Argentina’s Canal 5 Noticias (Channel 5 News) has done an excellent series of reports on the lack of freedom in Castro’s Cuba. They interviewed a variety of dissidents, including Dr. Hilda Molina–whose son lives in Argentina and the reporter was warned specifically not to go visit by Cuban authorities, despite having been promised by the same that she’d have “complete freedom of movement”–Yoani Sánchez, the famous and brave Cuban blogger; Las Damas de Blanco, or Ladies in White; Vladimiro Roca; Martha Beatriz Roque; and others.

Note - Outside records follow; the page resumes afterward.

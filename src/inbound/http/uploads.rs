//! Image upload handlers.
//!
//! ```text
//! POST /api/uploads          single "image" field
//! POST /api/uploads/multiple up to five "images" fields
//! ```
//!
//! Accepted types are jpeg, jpg, png, and gif, checked against both the
//! filename extension and the part's content type. Stored names are
//! timestamp plus random suffix, so client names never reach the
//! filesystem. Files are served back under `/uploads/{name}`.

use actix_multipart::{Field, Multipart};
use actix_web::{post, web, HttpResponse};
use futures_util::TryStreamExt;
use serde::Serialize;
use serde_json::json;
use utoipa::ToSchema;

use crate::domain::Error;
use crate::inbound::http::identity::{authenticate, BearerToken};
use crate::inbound::http::state::{HttpState, UploadConfig};
use crate::inbound::http::ApiResult;

const ALLOWED_EXTENSIONS: [&str; 4] = ["jpeg", "jpg", "png", "gif"];

#[derive(Debug, Serialize, ToSchema)]
#[serde(rename_all = "camelCase")]
pub struct UploadedFile {
    pub filename: String,
    /// Public path the file is served from.
    pub path: String,
}

fn unsupported_type_error() -> Error {
    Error::invalid_request("Only image files are allowed (jpeg, jpg, png, gif)").with_details(
        json!({
            "field": "image",
            "code": "unsupported_file_type",
        }),
    )
}

fn too_large_error(max_bytes: usize) -> Error {
    Error::invalid_request(format!(
        "File is too large (maximum {} MB)",
        max_bytes / (1024 * 1024)
    ))
    .with_details(json!({
        "field": "image",
        "code": "file_too_large",
    }))
}

fn multipart_error(error: actix_multipart::MultipartError) -> Error {
    Error::invalid_request(format!("malformed multipart request: {error}"))
}

fn validated_extension(field: &Field) -> Result<String, Error> {
    let filename = field
        .content_disposition()
        .and_then(|cd| cd.get_filename())
        .ok_or_else(unsupported_type_error)?;
    let extension = filename
        .rsplit_once('.')
        .map(|(_, ext)| ext.to_lowercase())
        .ok_or_else(unsupported_type_error)?;
    if !ALLOWED_EXTENSIONS.contains(&extension.as_str()) {
        return Err(unsupported_type_error());
    }
    let is_image_mime = field
        .content_type()
        .is_some_and(|mime| mime.type_() == mime::IMAGE);
    if !is_image_mime {
        return Err(unsupported_type_error());
    }
    Ok(extension)
}

fn unique_filename(extension: &str) -> String {
    let timestamp = chrono::Utc::now().timestamp_millis();
    let noise: u32 = rand::random();
    format!("{timestamp}-{noise}.{extension}")
}

async fn store_field(field: &mut Field, config: &UploadConfig) -> Result<UploadedFile, Error> {
    let extension = validated_extension(field)?;
    let mut bytes: Vec<u8> = Vec::new();
    while let Some(chunk) = field.try_next().await.map_err(multipart_error)? {
        if bytes.len() + chunk.len() > config.max_bytes {
            return Err(too_large_error(config.max_bytes));
        }
        bytes.extend_from_slice(&chunk);
    }
    let filename = unique_filename(&extension);
    let destination = config.dir.join(&filename);
    std::fs::write(&destination, &bytes)
        .map_err(|error| Error::internal(format!("failed to store upload: {error}")))?;
    Ok(UploadedFile {
        path: format!("/uploads/{filename}"),
        filename,
    })
}

/// Upload a single image.
#[utoipa::path(
    post,
    path = "/api/uploads",
    responses(
        (status = 201, description = "File stored"),
        (status = 400, description = "Invalid upload", body = Error),
        (status = 401, description = "Unauthorised", body = Error)
    ),
    tags = ["uploads"]
)]
#[post("")]
pub async fn upload_image(
    state: web::Data<HttpState>,
    token: BearerToken,
    mut multipart: Multipart,
) -> ApiResult<HttpResponse> {
    authenticate(&state, &token).await?;
    while let Some(mut field) = multipart.try_next().await.map_err(multipart_error)? {
        if field.name() != Some("image") {
            continue;
        }
        let stored = store_field(&mut field, &state.uploads).await?;
        return Ok(HttpResponse::Created().json(json!({
            "success": true,
            "file": stored,
        })));
    }
    Err(Error::invalid_request("image field is required").with_details(json!({
        "field": "image",
        "code": "missing_field",
    })))
}

/// Upload up to five images in one request.
#[utoipa::path(
    post,
    path = "/api/uploads/multiple",
    responses(
        (status = 201, description = "Files stored"),
        (status = 400, description = "Invalid upload", body = Error),
        (status = 401, description = "Unauthorised", body = Error)
    ),
    tags = ["uploads"]
)]
#[post("/multiple")]
pub async fn upload_images(
    state: web::Data<HttpState>,
    token: BearerToken,
    mut multipart: Multipart,
) -> ApiResult<HttpResponse> {
    authenticate(&state, &token).await?;
    let mut stored: Vec<UploadedFile> = Vec::new();
    while let Some(mut field) = multipart.try_next().await.map_err(multipart_error)? {
        if field.name() != Some("images") {
            continue;
        }
        if stored.len() == state.uploads.max_files {
            return Err(Error::invalid_request(format!(
                "at most {} files may be uploaded at once",
                state.uploads.max_files
            ))
            .with_details(json!({
                "field": "images",
                "code": "too_many_files",
            })));
        }
        stored.push(store_field(&mut field, &state.uploads).await?);
    }
    if stored.is_empty() {
        return Err(Error::invalid_request("images field is required").with_details(json!({
            "field": "images",
            "code": "missing_field",
        })));
    }
    Ok(HttpResponse::Created().json(json!({
        "success": true,
        "files": stored,
    })))
}

#[cfg(test)]
mod tests {
    use super::*;

    #[test]
    fn unique_filenames_keep_the_extension_and_differ() {
        let first = unique_filename("png");
        let second = unique_filename("png");
        assert!(first.ends_with(".png"));
        assert_ne!(first, second);
    }
}
use serde::{
    Deserialize,
    Serialize,
};

use crate::core::fetcher::DEFAULT_BASE_URL;

pub const SETTINGS_FILE: &str = "settings.json";

#[derive(Debug, Clone, Serialize, Deserialize)]
#[serde(default)]
pub struct SettingsData {
    /// Origin of the rendered site; translations are fetched relative to it.
    pub base_url: String,
    pub dark_mode: bool,
}

impl Default for SettingsData {
    fn default() -> Self {
        Self { base_url: DEFAULT_BASE_URL.to_string(), dark_mode: true }
    }
}
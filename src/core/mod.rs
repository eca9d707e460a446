pub mod collector;
mod collector_tests;
pub mod errors;
pub mod fetcher;
pub mod models;
pub mod tasks;

pub use errors::SkillviewError;
pub use models::{
    FieldName,
    Language,
    Skill,
    SkillFields,
    SkillId,
};
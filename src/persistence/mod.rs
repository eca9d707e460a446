use std::{
    fs,
    path::PathBuf,
};

use serde::{
    Deserialize,
    Serialize,
};

const APP_NAME: &str = "skillview";

pub fn get_app_data_dir() -> PathBuf {
    if let Some(data_dir) = dirs::data_local_dir() {
        let app_dir = data_dir.join(APP_NAME);
        let _ = fs::create_dir_all(&app_dir);
        app_dir
    } else {
        PathBuf::from(".")
    }
}

pub fn get_data_file_path(filename: &str) -> PathBuf {
    get_app_data_dir().join(filename)
}

pub fn save_json<T: Serialize>(data: &T, filename: &str) -> Result<(), Box<dyn std::error::Error>> {
    let file_path = get_data_file_path(filename);
    let json = serde_json::to_string_pretty(data)?;
    fs::write(&file_path, json)?;
    Ok(())
}

pub fn load_json<T: for<'de> Deserialize<'de> + Default>(
    filename: &str,
) -> Result<T, Box<dyn std::error::Error>> {
    let file_path = get_data_file_path(filename);

    if !file_path.exists() {
        return Ok(T::default());
    }

    let json = fs::read_to_string(&file_path)?;
    let data: T = serde_json::from_str(&json)?;
    Ok(data)
}

pub fn load_json_or_default<T: for<'de> Deserialize<'de> + Default>(filename: &str) -> T {
    match load_json::<T>(filename) {
        Ok(data) => data,
        Err(e) => {
            eprintln!("Failed to load {}: {}. Using defaults.", filename, e);
            T::default()
        }
    }
}

pub fn data_file_exists(filename: &str) -> bool {
    get_data_file_path(filename).exists()
}
use thiserror::Error;

#[derive(Error, Debug)]
pub enum SkillviewError {
    #[error("I/O error: {0}")]
    Io(Box<std::io::Error>),

    #[error("JSON error: {0}")]
    Json(#[from] serde_json::Error),

    #[error("Regex error: {0}")]
    Regex(#[from] regex::Error),

    #[error("Reqwest error: {0}")]
    Reqwest(Box<reqwest::Error>),

    #[error("Failed to load page: {0}")]
    FailedToLoadPage(String),

    #[error("SkillviewError: {0}")]
    Custom(String),
}

impl From<std::io::Error> for SkillviewError {
    fn from(error: std::io::Error) -> Self {
        SkillviewError::Io(Box::new(error))
    }
}

impl From<reqwest::Error> for SkillviewError {
    fn from(error: reqwest::Error) -> Self {
        SkillviewError::Reqwest(Box::new(error))
    }
}
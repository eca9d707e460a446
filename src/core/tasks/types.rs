use crate::core::models::{
    Skill,
    SkillFields,
    SkillId,
};

pub type PageLoadResult = Result<Vec<Skill>, String>;

#[derive(Debug, Clone)]
pub enum TaskResult {
    LoadingMessage { generation: u64, message: String },

    PageLoaded { generation: u64, result: PageLoadResult },

    /// One skill's translation arrived. Sent as each fetch resolves, before
    /// the aggregate settles.
    TranslationFetched { generation: u64, skill_id: SkillId, fields: SkillFields },

    /// Every fetch attempt has settled. Sent exactly once per batch with the
    /// number of skills that acquired a translation.
    TranslationsSettled { generation: u64, translated: usize },
}

impl TaskResult {
    /// The page load this result belongs to. Opening a new page bumps the
    /// generation, so results still in flight for the old page are dropped
    /// instead of leaking into the new one.
    pub fn generation(&self) -> u64 {
        match self {
            TaskResult::LoadingMessage { generation, .. }
            | TaskResult::PageLoaded { generation, .. }
            | TaskResult::TranslationFetched { generation, .. }
            | TaskResult::TranslationsSettled { generation, .. } => *generation,
        }
    }
}
impl ExportTarget {
    fn name(&self) -> &'static str {
        match self {
            ExportTarget::Comments => "comments",
            ExportTarget::Engagement => "engagement",
            ExportTarget::Sentiment => "sentiment",
        }
    }
}

#[derive(Serialize)]
struct StatusResponse {
    success: bool,
    message: String,
    #[serde(skip_serializing_if = "Option::is_none")]
    count: Option<i64>,
}

#[derive(Serialize)]
struct VideoDetail<'a> {
    video: &'a Video,
    engagement: &'a EngagementStats,
    sentiment: &'a SentimentDistribution,
}

fn main() {
    let cli = Cli::parse();
    init_tracing(cli.verbose);
    let json = cli.json;

    if let Err(e) = run(cli) {
        if json {
            eprintln!("{}", serde_json::json!({"error": e.to_string()}));
        } else {
            eprintln!("error: {}", e);
        }
        process::exit(1);
    }
}

fn init_tracing(verbosity: u8) {
    let level = match verbosity {
        0 => "warn",
        1 => "info",
        _ => "debug",
    };
    let filter = EnvFilter::try_from_default_env()
        .unwrap_or_else(|_| EnvFilter::new(format!("tokstash={}", level)));
    tracing_subscriber::fmt()
        .with_env_filter(filter)
        .with_writer(std::io::stderr)
        .init();
}

fn run(cli: Cli) -> Result<()> {
    let mut paths = AppPaths::new()?;
    if let Some(db) = cli.db {
        paths = paths.with_db_path(db);
    }
    let json = cli.json;

    match cli.command {
        Commands::Init => cmd_init(&paths, json),
        Commands::Import { files, classify } => cmd_import(&paths, &files, classify, json),
        Commands::ImportSearch { file, classify } => cmd_import_search(&paths, &file, classify, json),
        Commands::Videos { author, limit, offset } => cmd_videos(
            &paths,
            VideoFilter {
                author,
                limit,
                offset,
            },
            json,
        ),
        Commands::Video { id } => cmd_video(&paths, &id, json),
        Commands::Comments {
            video,
            user,
            sentiment,
            unclassified,
            replies,
            top_level,
            limit,
            offset,
        } => {
            let sentiment = sentiment.as_deref().map(parse_sentiment).transpose()?;
            let is_reply = match (replies, top_level) {
                (true, _) => Some(true),
                (false, true) => Some(false),
                (false, false) => None,
            };
            cmd_comments(
                &paths,
                CommentFilter {
                    video_id: video,
                    username: user,
                    sentiment,
                    unclassified_only: unclassified,
                    is_reply,
                    limit,
                    offset,
                },
                json,
            )
        }
        Commands::Replies { id } => cmd_replies(&paths, id, json),
        Commands::Classify { video, force } => cmd_classify(&paths, video.as_deref(), force, json),
        Commands::Label { id, sentiment } => cmd_label(&paths, id, &sentiment, json),
        Commands::Engagement { video } => cmd_engagement(&paths, video.as_deref(), json),
        Commands::Sentiment { video } => cmd_sentiment(&paths, video.as_deref(), json),
        Commands::Searches { limit } => cmd_searches(&paths, limit, json),
        Commands::Search { id } => cmd_search(&paths, id, json),
        Commands::Stats => cmd_stats(&paths, json),
        Commands::Hashtags { limit } => cmd_hashtags(&paths, limit, json),
        Commands::Export {
            what,
            out,
            format,
            video,
        } => cmd_export(&paths, what, out, format.as_deref(), video, json),
        Commands::Delete { id } => cmd_delete(&paths, &id, json),
        Commands::DeleteSearch { id } => cmd_delete_search(&paths, id, json),
        Commands::Purge { yes } => cmd_purge(&paths, yes, json),
    }
}

fn open_storage(paths: &AppPaths) -> Result<SqliteStorage> {
    if let Some(parent) = paths.db_path.parent().filter(|p| !p.as_os_str().is_empty()) {
        std::fs::create_dir_all(parent)?;
    }
    SqliteStorage::open(&paths.db_path)
}

fn parse_sentiment(raw: &str) -> Result<Sentiment> {
    Sentiment::parse(&raw.to_ascii_lowercase()).ok_or_else(|| {
        StashError::InvalidInput(format!(
            "unknown sentiment \"{}\" (expected positive, neutral or negative)",
            raw
        ))
    })
}

fn print_json<T: Serialize + ?Sized>(value: &T) -> Result<()> {
    println!("{}", serde_json::to_string(value)?);
    Ok(())
}

fn report(json: bool, success: bool, message: String, count: Option<i64>) -> Result<()> {
    if json {
        print_json(&StatusResponse {
            success,
            message,
            count,
        })
    } else {
        println!("{}", message);
        Ok(())
    }
}

fn cmd_init(paths: &AppPaths, json: bool) -> Result<()> {
    open_storage(paths)?;
    report(
        json,
        true,
        format!("Database ready at {}.", paths.db_path.display()),
        None,
    )
}

fn cmd_import(paths: &AppPaths, files: &[PathBuf], classify: bool, json: bool) -> Result<()> {
    let storage = open_storage(paths)?;
    let mut summaries = Vec::new();
    for file in files {
        for video in ingest::load_videos(file)? {
            summaries.push(ingest::ingest_video(&storage, &video)?);
        }
    }
    let labelled = if classify {
        let ids: Vec<String> = summaries.iter().map(|s| s.video_id.clone()).collect();
        sentiment::classify_videos(&storage, &ids)?
    } else {
        0
    };

    if json {
        return print_json(&serde_json::json!({
            "videos": summaries,
            "classified": labelled,
        }));
    }

    for summary in &summaries {
        println!(
            "{}: {} comment(s), {} repl(ies) linked, {} skipped",
            summary.video_id, summary.comments, summary.replies_linked, summary.skipped
        );
    }
    println!("Imported {} video(s).", summaries.len());
    if classify {
        println!("Classified {} comment(s).", labelled);
    }
    Ok(())
}

fn cmd_import_search(paths: &AppPaths, file: &Path, classify: bool, json: bool) -> Result<()> {
    let storage = open_storage(paths)?;
    let search = ingest::load_search(file)?;
    let (query, summaries) = ingest::ingest_search(&storage, &search)?;
    let labelled = if classify {
        let ids: Vec<String> = summaries.iter().map(|s| s.video_id.clone()).collect();
        sentiment::classify_videos(&storage, &ids)?
    } else {
        0
    };

    if json {
        return print_json(&serde_json::json!({
            "search": query,
            "videos": summaries,
            "classified": labelled,
        }));
    }

    println!(
        "Recorded search #{} \"{}\" with {} result(s).",
        query.query_id, query.keyword, query.results_count
    );
    if classify {
        println!("Classified {} comment(s).", labelled);
    }
    Ok(())
}

fn cmd_videos(paths: &AppPaths, filter: VideoFilter, json: bool) -> Result<()> {
    let storage = open_storage(paths)?;
    let videos = storage.list_videos(filter)?;

    if json {
        return print_json(&videos);
    }

    if videos.is_empty() {
        println!("No videos found.");
        return Ok(());
    }

    for video in &videos {
        print_video_row(video);
    }
    Ok(())
}

fn cmd_video(paths: &AppPaths, id: &str, json: bool) -> Result<()> {
    let storage = open_storage(paths)?;
    let video = storage.get_video(id)?;
    let engagement = storage.engagement_stats(id)?;
    let sentiment = storage.sentiment_distribution(id)?;

    if json {
        return print_json(&VideoDetail {
            video: &video,
            engagement: &engagement,
            sentiment: &sentiment,
        });
    }

    print_video_detail(&video);
    println!("─────────────────────────");
    print_engagement(&engagement);
    print_sentiment(&sentiment);
    Ok(())
}

fn cmd_comments(paths: &AppPaths, filter: CommentFilter, json: bool) -> Result<()> {
    let storage = open_storage(paths)?;
    let comments = storage.list_comments(filter)?;

    if json {
        return print_json(&comments);
    }

    if comments.is_empty() {
        println!("No comments found.");
        return Ok(());
    }

    for comment in &comments {
        print_comment_row(comment);
    }
    Ok(())
}

fn cmd_replies(paths: &AppPaths, id: i64, json: bool) -> Result<()> {
    let storage = open_storage(paths)?;
    let parent = storage.get_comment(id)?;
    let replies = storage.replies_to(id)?;

    if json {
        return print_json(&serde_json::json!({
            "comment": parent,
            "replies": replies,
        }));
    }

    print_comment_row(&parent);
    if replies.is_empty() {
        println!("      (no replies)");
    }
    for reply in &replies {
        print!("    ");
        print_comment_row(reply);
    }
    Ok(())
}

fn cmd_classify(paths: &AppPaths, video: Option<&str>, force: bool, json: bool) -> Result<()> {
    let storage = open_storage(paths)?;
    if let Some(id) = video {
        storage.get_video(id)?;
    }
    let labelled = sentiment::classify_comments(&storage, video, force)?;
    report(
        json,
        true,
        format!("Classified {} comment(s).", labelled),
        Some(labelled as i64),
    )
}
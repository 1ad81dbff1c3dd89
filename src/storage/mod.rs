pub mod models;
pub mod schema;
pub mod sqlite;

use crate::errors::Result;
use models::{
    Comment, CommentFilter, DatabaseStats, EngagementStats, HashtagCount, NewComment, NewVideo,
    PurgeSummary, RankedVideo, SearchQuery, SearchResult, Sentiment, SentimentDistribution, Video,
    VideoFilter, VideoImport,
};

/// Write and lookup operations over the scraped dataset.
pub trait ScrapeStorage {
    fn upsert_video(&self, video: NewVideo) -> Result<Video>;
    fn get_video(&self, video_id: &str) -> Result<Video>;
    fn list_videos(&self, filter: VideoFilter) -> Result<Vec<Video>>;
    fn delete_video(&self, video_id: &str) -> Result<bool>;

    fn insert_comment(&self, comment: NewComment) -> Result<Comment>;
    fn insert_comments(&self, comments: Vec<NewComment>) -> Result<Vec<Comment>>;
    fn get_comment(&self, comment_id: i64) -> Result<Comment>;
    fn list_comments(&self, filter: CommentFilter) -> Result<Vec<Comment>>;
    fn replies_to(&self, comment_id: i64) -> Result<Vec<Comment>>;
    fn set_sentiment(&self, comment_id: i64, sentiment: Option<Sentiment>) -> Result<()>;

    fn record_search(&self, keyword: &str, video_ids: &[String]) -> Result<SearchQuery>;
    fn add_search_result(&self, query_id: i64, video_id: &str, rank: i64) -> Result<SearchResult>;
    fn get_search(&self, query_id: i64) -> Result<SearchQuery>;
    fn list_searches(&self, limit: i64) -> Result<Vec<SearchQuery>>;
    fn search_results(&self, query_id: i64) -> Result<Vec<RankedVideo>>;
    fn delete_search(&self, query_id: i64) -> Result<bool>;

    /// Upserts the video and appends its comments atomically.
    fn import_video(&self, import: VideoImport) -> Result<Vec<Comment>>;
    /// Imports every video and records the search (document order as rank)
    /// in one transaction. Nothing is kept when any part fails.
    fn import_search(
        &self,
        keyword: &str,
        imports: Vec<VideoImport>,
    ) -> Result<(SearchQuery, Vec<Vec<Comment>>)>;

    fn purge_all(&self) -> Result<PurgeSummary>;
}

/// Read-only projections computed at query time.
pub trait AnalyticsStorage {
    fn engagement_stats(&self, video_id: &str) -> Result<EngagementStats>;
    fn all_engagement_stats(&self) -> Result<Vec<EngagementStats>>;
    fn sentiment_distribution(&self, video_id: &str) -> Result<SentimentDistribution>;
    fn all_sentiment_distributions(&self) -> Result<Vec<SentimentDistribution>>;
    fn database_stats(&self) -> Result<DatabaseStats>;
    fn popular_hashtags(&self, limit: i64) -> Result<Vec<HashtagCount>>;
}
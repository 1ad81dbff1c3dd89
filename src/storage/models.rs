use std::collections::BTreeSet;

use chrono::{DateTime, Utc};
use serde::{Deserialize, Serialize};

use crate::errors::{Result, StashError};

#[derive(Debug, Clone, Copy, PartialEq, Eq, Hash, Serialize, Deserialize)]
#[serde(rename_all = "lowercase")]
pub enum Sentiment {
    Positive,
    Neutral,
    Negative,
}

impl Sentiment {
    pub fn as_str(&self) -> &'static str {
        match self {
            Sentiment::Positive => "positive",
            Sentiment::Neutral => "neutral",
            Sentiment::Negative => "negative",
        }
    }

    pub fn parse(s: &str) -> Option<Sentiment> {
        match s {
            "positive" => Some(Sentiment::Positive),
            "neutral" => Some(Sentiment::Neutral),
            "negative" => Some(Sentiment::Negative),
            _ => None,
        }
    }
}

#[derive(Debug, Clone, Serialize)]
pub struct Video {
    pub video_id: String,
    pub video_url: String,
    pub author: Option<String>,
    pub title: Option<String>,
    pub description: Option<String>,
    pub views: i64,
    pub likes: i64,
    pub shares: i64,
    pub comments: i64,
    pub post_time: Option<String>,
    pub music: Option<String>,
    pub tags: BTreeSet<String>,
    pub crawled_at: DateTime<Utc>,
}

#[derive(Debug, Clone, Default)]
pub struct NewVideo {
    pub video_id: String,
    pub video_url: String,
    pub author: Option<String>,
    pub title: Option<String>,
    pub description: Option<String>,
    pub views: i64,
    pub likes: i64,
    pub shares: i64,
    pub comments: i64,
    pub post_time: Option<String>,
    pub music: Option<String>,
    pub tags: BTreeSet<String>,
    /// Falls back to the ingestion time when absent.
    pub crawled_at: Option<DateTime<Utc>>,
}

impl NewVideo {
    pub fn validate(&self) -> Result<()> {
        if self.video_id.trim().is_empty() {
            return Err(StashError::InvalidInput("video_id must not be empty".into()));
        }
        if self.video_url.trim().is_empty() {
            return Err(StashError::InvalidInput(format!(
                "video {} has no URL",
                self.video_id
            )));
        }
        for (name, value) in [
            ("views", self.views),
            ("likes", self.likes),
            ("shares", self.shares),
            ("comments", self.comments),
        ] {
            if value < 0 {
                return Err(StashError::InvalidInput(format!(
                    "{} must be non-negative, got {}",
                    name, value
                )));
            }
        }
        Ok(())
    }
}

#[derive(Debug, Clone, Serialize)]
pub struct Comment {
    pub comment_id: i64,
    pub video_id: String,
    pub username: String,
    pub comment_text: Option<String>,
    pub likes: i64,
    pub comment_time: Option<String>,
    pub replies_count: i64,
    pub is_reply: bool,
    pub parent_comment_id: Option<i64>,
    pub sentiment: Option<Sentiment>,
    pub hashtags: BTreeSet<String>,
    pub crawled_at: DateTime<Utc>,
}

#[derive(Debug, Clone, Default)]
pub struct NewComment {
    pub video_id: String,
    pub username: String,
    pub comment_text: Option<String>,
    pub likes: i64,
    pub comment_time: Option<String>,
    pub replies_count: i64,
    pub is_reply: bool,
    /// Ignored unless `is_reply` is set.
    pub parent_comment_id: Option<i64>,
    pub sentiment: Option<Sentiment>,
    pub hashtags: BTreeSet<String>,
    pub crawled_at: Option<DateTime<Utc>>,
}

impl NewComment {
    pub fn validate(&self) -> Result<()> {
        if self.username.trim().is_empty() {
            return Err(StashError::InvalidInput(format!(
                "comment on video {} has no username",
                self.video_id
            )));
        }
        if self.likes < 0 || self.replies_count < 0 {
            return Err(StashError::InvalidInput(format!(
                "comment by {} has negative counters",
                self.username
            )));
        }
        Ok(())
    }

    pub fn effective_parent(&self) -> Option<i64> {
        if self.is_reply { self.parent_comment_id } else { None }
    }
}

#[derive(Debug, Clone, Serialize)]
pub struct SearchQuery {
    pub query_id: i64,
    pub keyword: String,
    /// Number of results the search returned when it was recorded.
    pub results_count: i64,
    /// Result rows currently stored; drops when result videos are deleted.
    pub stored_results: i64,
    pub created_at: DateTime<Utc>,
}

/// A comment written in the same batch as its video. `parent_index` points
/// at an earlier entry of the batch and is only honoured for replies.
#[derive(Debug, Clone, Default)]
pub struct BatchComment {
    pub comment: NewComment,
    pub parent_index: Option<usize>,
}

/// A video and its comments, written in one transaction.
#[derive(Debug, Clone, Default)]
pub struct VideoImport {
    pub video: NewVideo,
    pub comments: Vec<BatchComment>,
}

#[derive(Debug, Clone, Serialize)]
pub struct SearchResult {
    pub result_id: i64,
    pub query_id: i64,
    pub video_id: String,
    pub rank: i64,
    pub created_at: DateTime<Utc>,
}

#[derive(Debug, Clone, Serialize)]
pub struct RankedVideo {
    pub rank: i64,
    pub video: Video,
}

#[derive(Debug, Clone, PartialEq, Serialize)]
pub struct EngagementStats {
    pub video_id: String,
    pub author: Option<String>,
    pub title: Option<String>,
    pub total_comments: i64,
    pub unique_commenters: i64,
    pub avg_likes_per_comment: Option<f64>,
    pub main_comments: i64,
    pub replies: i64,
}

#[derive(Debug, Clone, PartialEq, Serialize)]
pub struct SentimentDistribution {
    pub video_id: String,
    pub total_comments: i64,
    pub positive_count: i64,
    pub neutral_count: i64,
    pub negative_count: i64,
    pub unclassified_count: i64,
    pub positive_percentage: Option<i64>,
    pub negative_percentage: Option<i64>,
}

#[derive(Debug, Clone, Serialize)]
pub struct CommentedVideo {
    pub video_id: String,
    pub video_url: String,
    pub comment_count: i64,
}

#[derive(Debug, Clone, Serialize)]
pub struct UserActivity {
    pub username: String,
    pub comment_count: i64,
}

#[derive(Debug, Serialize)]
pub struct DatabaseStats {
    pub videos_count: i64,
    pub comments_count: i64,
    pub unique_users: i64,
    pub search_queries_count: i64,
    pub most_commented_video: Option<CommentedVideo>,
    pub top_users: Vec<UserActivity>,
}

#[derive(Debug, Clone, Serialize)]
pub struct HashtagCount {
    pub hashtag: String,
    pub count: i64,
}

#[derive(Debug, Default, Serialize)]
pub struct PurgeSummary {
    pub videos: i64,
    pub comments: i64,
    pub search_queries: i64,
}

#[derive(Debug, Default)]
pub struct VideoFilter {
    pub author: Option<String>,
    pub limit: i64,
    pub offset: i64,
}

impl VideoFilter {
    pub fn effective_limit(&self) -> i64 {
        if self.limit <= 0 { 50 } else { self.limit }
    }
}

#[derive(Debug, Default, Clone)]
pub struct CommentFilter {
    pub video_id: Option<String>,
    pub username: Option<String>,
    pub sentiment: Option<Sentiment>,
    pub unclassified_only: bool,
    pub is_reply: Option<bool>,
    pub limit: i64,
    pub offset: i64,
}

impl CommentFilter {
    pub fn effective_limit(&self) -> i64 {
        if self.limit <= 0 { 100 } else { self.limit }
    }
}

The first video includes a segment where Cuba’s police harasses the reporter, as well as an interview of Dr. Molina. That video is below; links to the seven remaining videos (the series was broken into eight pieces) are further below. Sorry, all the videos are in Spanish. But you can still see what goes on, including the reporter getting harassed by Castro’s thugs. Too bad you’ll never see video like this on BBC or CNN.

A Country Without Liberty (part 2)
A Country Without Liberty (part 3)
A Country Without Liberty (part 4)
A Country Without Liberty (part 5)
A Country Without Liberty (part 6)
A Country Without Liberty (part 7)
A Country Without Liberty (part 8 )

Hat tip to Enrique Artalejo.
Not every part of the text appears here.